INSTRUCTIONS TO FOLLOW:
Return copies of the lines below that mention "into".

(Stored data)
┌──
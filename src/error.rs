use thiserror::Error;

use crate::state::counters::{CounterError, Side};

/// Errors that can occur in service layer operations.
#[derive(Debug, Error)]
pub enum ServiceError {
    /// Application is running in degraded mode without storage.
    #[error("storage unavailable (degraded mode)")]
    Degraded,
}

/// Validation failures for inbound WebSocket messages.
///
/// The `Display` output is the message sent back to the client verbatim.
#[derive(Debug, Clone, PartialEq, Eq, Error)]
pub enum ProtocolError {
    /// Payload is not UTF-8 encoded JSON.
    #[error("Invalid JSON payload")]
    InvalidJson,
    /// Payload carries no usable `type` discriminant.
    #[error("Missing type field")]
    MissingType,
    /// `type` is not one of the supported request kinds.
    #[error("Unrecognized request type: {0}")]
    UnrecognizedType(String),
    /// `matt` or `hail` is absent.
    #[error("Missing required data fields")]
    MissingFields,
    /// `matt` or `hail` is not an array.
    #[error("data.matt and data.hail must be arrays")]
    NotArrays,
    /// `matt` or `hail` does not hold exactly one entry per seed.
    #[error("Invalid data length")]
    InvalidLength,
    /// An entry is not an integer.
    #[error("Invalid data format in data.{side}: {found}")]
    InvalidFormat {
        /// Array holding the offending entry.
        side: Side,
        /// JSON type name of the offending entry.
        found: &'static str,
    },
    /// Applying the increment would overflow a counter.
    #[error("Increment overflows data.{side}[{index}]")]
    Overflow {
        /// Side of the overflowing counter.
        side: Side,
        /// Index of the overflowing counter.
        index: usize,
    },
}

impl ProtocolError {
    /// Status code carried in the error reply.
    pub fn code(&self) -> u16 {
        match self {
            ProtocolError::InvalidJson
            | ProtocolError::MissingType
            | ProtocolError::UnrecognizedType(_)
            | ProtocolError::MissingFields => 400,
            ProtocolError::NotArrays
            | ProtocolError::InvalidLength
            | ProtocolError::InvalidFormat { .. }
            | ProtocolError::Overflow { .. } => 422,
        }
    }
}

impl From<CounterError> for ProtocolError {
    fn from(err: CounterError) -> Self {
        match err {
            CounterError::IndexOutOfRange { .. } => ProtocolError::InvalidLength,
            CounterError::Overflow { side, index } => ProtocolError::Overflow { side, index },
        }
    }
}

#[cfg(test)]
mod tests {
    use super::*;

    #[test]
    fn codes_split_missing_from_malformed() {
        assert_eq!(ProtocolError::MissingType.code(), 400);
        assert_eq!(ProtocolError::UnrecognizedType("foo".into()).code(), 400);
        assert_eq!(ProtocolError::MissingFields.code(), 400);
        assert_eq!(ProtocolError::NotArrays.code(), 422);
        assert_eq!(ProtocolError::InvalidLength.code(), 422);
        assert_eq!(
            ProtocolError::Overflow {
                side: Side::Hail,
                index: 0
            }
            .code(),
            422
        );
    }

    #[test]
    fn messages_name_the_offending_field() {
        let err = ProtocolError::InvalidFormat {
            side: Side::Hail,
            found: "string",
        };
        assert_eq!(err.to_string(), "Invalid data format in data.hail: string");
        assert_eq!(
            ProtocolError::UnrecognizedType("foo".into()).to_string(),
            "Unrecognized request type: foo"
        );
    }
}
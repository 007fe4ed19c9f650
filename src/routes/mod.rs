use axum::Router;

use crate::state::SharedState;

pub mod docs;
pub mod health;
pub mod websocket;

/// Compose all route trees and wire in the shared state.
pub fn router(state: SharedState) -> Router<()> {
    health::router()
        .merge(websocket::router())
        .merge(docs::router())
        .with_state(state)
}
└──
TASK ANSWER:
        assert_eq!(ProtocolError::UnrecognizedType("foo".into()).code(), 400);
            ProtocolError::UnrecognizedType("foo".into()).to_string(),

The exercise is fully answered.